C’est pourquoi un étudiant néerlandais, même avec un accent fort et un vocabulaire limité, peut sembler plus fluide qu’un étudiant français qui connaît plus de grammaire mais parle moins.
Car la langue ne se résume pas aux mots. Elle est aussi rythme, audace et présence.
Le double standard de la « fluidité »
Autre surprise : des études montrent que les accents non natifs sont souvent jugés plus sévèrement… par d’autres non-natifs que par les natifs eux-mêmes. En France, l’anglais parlé avec un accent français marqué est parfois tourné en ridicule — non par les Anglais ou les Américains, mais par d’autres Français.
Cette pression intériorisée peut être paralysante. Elle impose une règle tacite : « Si tu ne peux pas parler parfaitement, mieux vaut ne pas parler du tout. »

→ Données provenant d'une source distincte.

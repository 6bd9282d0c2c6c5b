//! Two-shift: relocate two jobs within the same machine.
//!
//! The first job is taken out, then a second one from the remaining
//! positions at or after the first's index. The first job is reinserted
//! at every position of the shortened sequence, then the second one. A
//! machine with `c >= 2` jobs yields `c * (c - 1) / 2 * (c - 1) * c`
//! candidates, some of which repeat an ordering or leave it unchanged.

use super::{pick_machine, sources, Move};
use crate::solution::{Refreshed, Solution};
use rand::Rng;

pub(super) fn enumerate<'p, F>(scratch: &mut Solution<'p>, target: Option<usize>, visit: &mut F)
where
    F: FnMut(Refreshed<'_, 'p>, Move),
{
    for machine in sources(scratch, target) {
        let count = scratch.count(machine);
        if count < 2 {
            continue;
        }
        for first_source in 0..count {
            let a = scratch.job_at(machine, first_source);
            let r1 = scratch.remove(machine, first_source);
            for second_source in first_source..count - 1 {
                let b = scratch.job_at(machine, second_source);
                let r2 = scratch.remove(machine, second_source);
                for first_target in 0..=count - 2 {
                    let i1 = scratch.insert(a, machine, first_target);
                    for second_target in 0..=count - 1 {
                        let i2 = scratch.insert(b, machine, second_target);
                        visit(
                            scratch.refresh(),
                            Move::TwoShift {
                                machine,
                                first_source,
                                second_source,
                                first_target,
                                second_target,
                            },
                        );
                        scratch.revert(i2);
                    }
                    scratch.revert(i1);
                }
                scratch.revert(r2);
            }
            scratch.revert(r1);
        }
    }
}

/// Draws the two removals and reinsertions uniformly at each step: the
/// first job from the whole machine, the second from what remains, then
/// a slot for each. A draw whose second job lies before the first is
/// rewritten as the enumerated move that removes the same two jobs in
/// index order and lands them on the same final positions.
pub(super) fn sample<R: Rng + ?Sized>(
    solution: &Solution<'_>,
    rng: &mut R,
    target: Option<usize>,
) -> Option<Move> {
    let machine = pick_machine(solution, rng, target, 2)?;
    let count = solution.count(machine);
    let first_source = rng.random_range(0..count);
    let second_source = rng.random_range(0..count - 1);
    let first_target = rng.random_range(0..count - 1);
    let second_target = rng.random_range(0..count);

    if second_source >= first_source {
        return Some(Move::TwoShift {
            machine,
            first_source,
            second_source,
            first_target,
            second_target,
        });
    }

    // Final positions of the job drawn first and the job drawn second.
    let first_lands = if first_target < second_target {
        first_target
    } else {
        first_target + 1
    };
    let second_lands = second_target;
    Some(Move::TwoShift {
        machine,
        first_source: second_source,
        second_source: first_source - 1,
        first_target: if second_lands < first_lands {
            second_lands
        } else {
            second_lands - 1
        },
        second_target: first_lands,
    })
}
//! Instance construction and parsing errors.

use thiserror::Error;

/// Errors raised while building or loading a [`ProblemInstance`](super::ProblemInstance).
///
/// All of these are fatal at load time: no search may start from an
/// instance that failed validation.
#[derive(Debug, Error)]
pub enum InstanceError {
    /// The instance has no machines.
    #[error("instance must have at least one machine")]
    NoMachines,

    /// The processing-time table does not have one row per machine.
    #[error("processing table has {found} rows, expected {expected} (one per machine)")]
    ProcessingRows { expected: usize, found: usize },

    /// A processing-time row does not have one entry per job.
    #[error("processing row of machine {machine} has {found} entries, expected {expected}")]
    ProcessingColumns {
        machine: usize,
        expected: usize,
        found: usize,
    },

    /// The setup tensor does not have one matrix per machine.
    #[error("setup tensor has {found} matrices, expected {expected} (one per machine)")]
    SetupMatrices { expected: usize, found: usize },

    /// A setup matrix does not have one row per job.
    #[error("setup matrix of machine {machine} has {found} rows, expected {expected}")]
    SetupRows {
        machine: usize,
        expected: usize,
        found: usize,
    },

    /// A setup matrix row does not have one entry per job.
    #[error("setup matrix of machine {machine} row {row} has {found} entries, expected {expected}")]
    SetupShape {
        machine: usize,
        row: usize,
        expected: usize,
        found: usize,
    },

    /// The text ended before all expected values were read.
    #[error("unexpected end of input while reading {what}")]
    UnexpectedEof { what: &'static str },

    /// A token could not be parsed as a non-negative integer.
    #[error("invalid {what}: {token:?}")]
    InvalidToken { what: &'static str, token: String },

    /// The header declares more values than the input can hold.
    #[error("header declares {jobs} jobs on {machines} machines, more than the input holds")]
    TooLarge { jobs: usize, machines: usize },

    /// The instance file could not be read.
    #[error("failed to read instance file")]
    Io(#[from] std::io::Error),
}
//! Independent annealing runs executed concurrently.
//!
//! Each [`BatchUnit`] is one full run on a shared read-only instance. Units
//! run on a rayon pool; a summary line per finished unit is written to a
//! single sink under a mutex (write and flush happen while holding it, so
//! lines never interleave). A unit that panics or is misconfigured is
//! reported as an error for that unit only.

use crate::problem::ProblemInstance;
use crate::sa::{Annealer, AnnealerConfig};
use rayon::prelude::*;
use std::any::Any;
use std::fmt;
use std::io::{self, Write};
use std::panic::{catch_unwind, AssertUnwindSafe};
use std::sync::{Arc, Mutex, PoisonError};
use thiserror::Error;
use tracing::{info, warn};

/// Error of one batch unit, or of the batch as a whole.
#[derive(Debug, Error)]
pub enum BatchError {
    #[error("run '{label}' has an invalid configuration: {reason}")]
    InvalidConfig { label: String, reason: String },

    #[error("run '{label}' panicked: {message}")]
    Panicked { label: String, message: String },

    #[error("failed to write summary: {0}")]
    Io(#[from] io::Error),

    #[error("failed to build thread pool: {0}")]
    ThreadPool(#[from] rayon::ThreadPoolBuildError),
}

/// Options of the harness itself.
#[derive(Debug, Clone, Default, PartialEq, Eq)]
#[cfg_attr(feature = "serde", derive(serde::Serialize, serde::Deserialize))]
pub struct BatchConfig {
    /// Worker threads. `None` uses rayon's global pool.
    pub threads: Option<usize>,
}

impl BatchConfig {
    pub fn with_threads(mut self, threads: usize) -> Self {
        self.threads = Some(threads);
        self
    }
}

/// One run of the batch.
#[derive(Debug, Clone)]
pub struct BatchUnit {
    pub label: String,
    pub problem: Arc<ProblemInstance>,
    pub config: AnnealerConfig,
}

impl BatchUnit {
    pub fn new(
        label: impl Into<String>,
        problem: Arc<ProblemInstance>,
        config: AnnealerConfig,
    ) -> Self {
        Self {
            label: label.into(),
            problem,
            config,
        }
    }

    /// One unit per seed, labelled `<label>#<seed>`.
    pub fn replicas(
        label: &str,
        problem: &Arc<ProblemInstance>,
        config: &AnnealerConfig,
        seeds: impl IntoIterator<Item = u64>,
    ) -> Vec<Self> {
        seeds
            .into_iter()
            .map(|seed| {
                Self::new(
                    format!("{label}#{seed}"),
                    Arc::clone(problem),
                    config.clone().with_seed(seed),
                )
            })
            .collect()
    }
}

/// Outcome of one finished unit.
#[derive(Debug, Clone, PartialEq, Eq)]
#[cfg_attr(feature = "serde", derive(serde::Serialize, serde::Deserialize))]
pub struct BatchSummary {
    pub label: String,
    pub seed: Option<u64>,
    pub makespan: i64,
    pub sum_makespan: i64,
    pub iterations: u64,
    pub elapsed_ms: u64,
    /// Job order of every machine in the best schedule.
    pub sequences: Vec<Vec<usize>>,
}

impl fmt::Display for BatchSummary {
    fn fmt(&self, f: &mut fmt::Formatter<'_>) -> fmt::Result {
        write!(
            f,
            "{} makespan={} sum={} iterations={} elapsed_ms={}",
            self.label, self.makespan, self.sum_makespan, self.iterations, self.elapsed_ms
        )
    }
}

/// Runs every unit and writes one summary line per success to `sink`.
///
/// Results come back in unit order.
pub fn run_batch<W>(
    units: &[BatchUnit],
    config: &BatchConfig,
    sink: &Mutex<W>,
) -> Result<Vec<Result<BatchSummary, BatchError>>, BatchError>
where
    W: Write + Send,
{
    info!(units = units.len(), threads = ?config.threads, "batch started");
    let run_all = || -> Vec<Result<BatchSummary, BatchError>> {
        units
            .par_iter()
            .map(|unit| {
                let outcome = run_unit(unit, sink);
                if let Err(err) = &outcome {
                    warn!(label = %unit.label, error = %err, "batch unit failed");
                }
                outcome
            })
            .collect()
    };

    let results = match config.threads {
        Some(threads) => rayon::ThreadPoolBuilder::new()
            .num_threads(threads)
            .build()?
            .install(run_all),
        None => run_all(),
    };

    let failed = results.iter().filter(|r| r.is_err()).count();
    info!(units = units.len(), failed, "batch finished");
    Ok(results)
}

fn run_unit<W: Write>(unit: &BatchUnit, sink: &Mutex<W>) -> Result<BatchSummary, BatchError> {
    unit.config
        .validate()
        .map_err(|reason| BatchError::InvalidConfig {
            label: unit.label.clone(),
            reason,
        })?;

    let summary = catch_unwind(AssertUnwindSafe(|| {
        let result = Annealer::run(&unit.problem, &unit.config);
        BatchSummary {
            label: unit.label.clone(),
            seed: unit.config.seed,
            makespan: result.best_makespan,
            sum_makespan: result.best_sum_makespan,
            iterations: result.iterations,
            elapsed_ms: result.elapsed.as_millis() as u64,
            sequences: result.best.sequences().to_vec(),
        }
    }))
    .map_err(|payload| BatchError::Panicked {
        label: unit.label.clone(),
        message: panic_message(payload.as_ref()),
    })?;

    let mut out = sink.lock().unwrap_or_else(PoisonError::into_inner);
    writeln!(out, "{summary}")?;
    out.flush()?;
    Ok(summary)
}

fn panic_message(payload: &(dyn Any + Send)) -> String {
    if let Some(s) = payload.downcast_ref::<&str>() {
        (*s).to_string()
    } else if let Some(s) = payload.downcast_ref::<String>() {
        s.clone()
    } else {
        "unknown panic".to_string()
    }
}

Pendant ce temps, les Néerlandais plaisantent en anglais, lancent des startups, concluent des contrats — le tout avec des accents marqués et une grammaire approximative. Et ça marche.
Que peuvent apprendre les Français des Néerlandais ?
Il ne s’agit pas ici de supériorité. Les Français possèdent un vrai talent linguistique — et lorsqu’ils adoptent l’anglais, ils peuvent devenir éloquents, subtils, nuancés. Mais leur rapport à la langue reste souvent entravé par un besoin de maîtrise, de légitimité, d’authenticité « native ».
Les Néerlandais ne cherchent pas cette légitimité. Ils ont compris une chose puissante : il n’est pas nécessaire d’être parfait pour être compris — ou respecté.
Et c’est là leur secret.
La langue n’est pas un passeport. C’est une boîte à outils. Inutile d’y habiter. Il suffit de savoir s’en servir.
Conclusion : l’avenir appartient aux audacieux
À mesure que l’anglais continue de dominer les affaires, la science et la culture à l’échelle mondiale, la vraie question n’est plus faut-il le parler, mais comment.
Allons-nous le traiter comme une chose vivante — ouverte aux erreurs, à l’usage créatif, à l’évolution — ou comme un filtre d’entrée réservé à ceux qui le maîtrisent parfaitement ?
Sur ce point, les Néerlandais montrent la voie. Leur message est simple : parlez mal, mais parlez quand même.
Car au fond, la langue n’appartient pas aux locuteurs natifs. Elle appartient à ceux qui l’utilisent — avec audace, avec imperfection, mais avec intention.